[Stored data]

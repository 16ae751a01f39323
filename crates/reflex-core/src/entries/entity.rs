//! Common entity data shared by every descriptor.

use std::fmt;

use crate::{ComplexProperty, EntityId, Properties};

/// Discriminates every kind of reflected entity.
#[derive(Debug, Clone, Copy, PartialEq, Eq, Hash)]
pub enum EntityKind {
    Namespace,
    Struct,
    Class,
    Enum,
    EnumValue,
    Fundamental,
    Field,
    StaticField,
    Method,
    StaticMethod,
    Variable,
    Function,
}

impl EntityKind {
    /// Check if this kind is an archetype (a reflected type).
    pub fn is_archetype(self) -> bool {
        matches!(
            self,
            EntityKind::Struct | EntityKind::Class | EntityKind::Enum | EntityKind::Fundamental
        )
    }
}

impl fmt::Display for EntityKind {
    fn fmt(&self, f: &mut fmt::Formatter<'_>) -> fmt::Result {
        let name = match self {
            EntityKind::Namespace => "namespace",
            EntityKind::Struct => "struct",
            EntityKind::Class => "class",
            EntityKind::Enum => "enum",
            EntityKind::EnumValue => "enum value",
            EntityKind::Fundamental => "fundamental",
            EntityKind::Field => "field",
            EntityKind::StaticField => "static field",
            EntityKind::Method => "method",
            EntityKind::StaticMethod => "static method",
            EntityKind::Variable => "variable",
            EntityKind::Function => "function",
        };
        f.write_str(name)
    }
}

/// Identity, name, outer back-reference and properties of one entity.
///
/// An entity starts unbound (empty id, qualified name equal to its simple
/// name). The database builder binds it when it is registered.
#[derive(Debug, Clone, PartialEq, Eq)]
pub struct Entity {
    /// Content-addressed id, derived from the qualified name.
    pub id: EntityId,
    /// Simple name.
    pub name: String,
    /// Fully qualified name (`a::B::c`).
    pub qualified_name: String,
    /// Id of the lexically enclosing entity. Never owning.
    pub outer: Option<EntityId>,
    /// Attached properties.
    pub properties: Properties,
}

impl Entity {
    /// Create an unbound entity.
    pub fn new(name: impl Into<String>) -> Self {
        let name = name.into();
        Self {
            id: EntityId::EMPTY,
            qualified_name: name.clone(),
            name,
            outer: None,
            properties: Properties::new(),
        }
    }

    /// Bind the entity to its place in the database.
    pub fn bind(&mut self, qualified_name: String, id: EntityId, outer: Option<EntityId>) {
        self.qualified_name = qualified_name;
        self.id = id;
        self.outer = outer;
    }

    pub fn is_bound(&self) -> bool {
        !self.id.is_empty()
    }
}

/// Access to the [`Entity`] part of a descriptor.
pub trait Reflected {
    /// Kind of the descriptor.
    const KIND: EntityKind;

    fn entity(&self) -> &Entity;

    fn entity_mut(&mut self) -> &mut Entity;

    fn id(&self) -> EntityId {
        self.entity().id
    }

    fn name(&self) -> &str {
        &self.entity().name
    }

    fn qualified_name(&self) -> &str {
        &self.entity().qualified_name
    }

    fn outer(&self) -> Option<EntityId> {
        self.entity().outer
    }

    fn properties(&self) -> &Properties {
        &self.entity().properties
    }

    /// String the id is hashed from, given the qualified name.
    ///
    /// Callables override this to fold in their parameter types.
    fn identity_key(&self, qualified_name: &str) -> String {
        qualified_name.to_string()
    }

    /// Attach a simple property before registration.
    fn with_property(mut self, name: impl Into<String>) -> Self
    where
        Self: Sized,
    {
        self.entity_mut().properties.add_simple(name);
        self
    }

    /// Attach a complex property before registration.
    fn with_complex_property(mut self, property: ComplexProperty) -> Self
    where
        Self: Sized,
    {
        self.entity_mut().properties.add_complex(property);
        self
    }
}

AIM OF THE TASK
The required result is an identical copy of the records above.

REPLY
repository 16ae751a01f39323
filename crates/reflex-core/src/entries/entity.rs
//! Common entity data shared by every descriptor.

use std::fmt;

use crate::{ComplexProperty, EntityId, Properties};

/// Discriminates every kind of reflected entity.
#[derive(Debug, Clone, Copy, PartialEq, Eq, Hash)]
pub enum EntityKind {
    Namespace,
    Struct,
    Class,
    Enum,
    EnumValue,
    Fundamental,
    Field,
    StaticField,
    Method,
    StaticMethod,
    Variable,
    Function,
}

impl EntityKind {
    /// Check if this kind is an archetype (a reflected type).
    pub fn is_archetype(self) -> bool {
        matches!(
            self,
            EntityKind::Struct | EntityKind::Class | EntityKind::Enum | EntityKind::Fundamental
        )
    }
}

impl fmt::Display for EntityKind {
    fn fmt(&self, f: &mut fmt::Formatter<'_>) -> fmt::Result {
        let name = match self {
            EntityKind::Namespace => "namespace",
            EntityKind::Struct => "struct",
            EntityKind::Class => "class",
            EntityKind::Enum => "enum",
            EntityKind::EnumValue => "enum value",
            EntityKind::Fundamental => "fundamental",
            EntityKind::Field => "field",
            EntityKind::StaticField => "static field",
            EntityKind::Method => "method",
            EntityKind::StaticMethod => "static method",
            EntityKind::Variable => "variable",
            EntityKind::Function => "function",
        };
        f.write_str(name)
    }
}

/// Identity, name, outer back-reference and properties of one entity.
///
/// An entity starts unbound (empty id, qualified name equal to its simple
/// name). The database builder binds it when it is registered.
#[derive(Debug, Clone, PartialEq, Eq)]
pub struct Entity {
    /// Content-addressed id, derived from the qualified name.
    pub id: EntityId,
    /// Simple name.
    pub name: String,
    /// Fully qualified name (`a::B::c`).
    pub qualified_name: String,
    /// Id of the lexically enclosing entity. Never owning.
    pub outer: Option<EntityId>,
    /// Attached properties.
    pub properties: Properties,
}

impl Entity {
    /// Create an unbound entity.
    pub fn new(name: impl Into<String>) -> Self {
        let name = name.into();
        Self {
            id: EntityId::EMPTY,
            qualified_name: name.clone(),
            name,
            outer: None,
            properties: Properties::new(),
        }
    }

    /// Bind the entity to its place in the database.
    pub fn bind(&mut self, qualified_name: String, id: EntityId, outer: Option<EntityId>) {
        self.qualified_name = qualified_name;
        self.id = id;
        self.outer = outer;
    }

    pub fn is_bound(&self) -> bool {
        !self.id.is_empty()
    }
}

/// Access to the [`Entity`] part of a descriptor.
pub trait Reflected {
    /// Kind of the descriptor.
    const KIND: EntityKind;

    fn entity(&self) -> &Entity;

    fn entity_mut(&mut self) -> &mut Entity;

    fn id(&self) -> EntityId {
        self.entity().id
    }

    fn name(&self) -> &str {
        &self.entity().name
    }

    fn qualified_name(&self) -> &str {
        &self.entity().qualified_name
    }

    fn outer(&self) -> Option<EntityId> {
        self.entity().outer
    }

    fn properties(&self) -> &Properties {
        &self.entity().properties
    }

    /// String the id is hashed from, given the qualified name.
    ///
    /// Callables override this to fold in their parameter types.
    fn identity_key(&self, qualified_name: &str) -> String {
        qualified_name.to_string()
    }

    /// Attach a simple property before registration.
    fn with_property(mut self, name: impl Into<String>) -> Self
    where
        Self: Sized,
    {
        self.entity_mut().properties.add_simple(name);
        self
    }

    /// Attach a complex property before registration.
    fn with_complex_property(mut self, property: ComplexProperty) -> Self
    where
        Self: Sized,
    {
        self.entity_mut().properties.add_complex(property);
        self
    }
}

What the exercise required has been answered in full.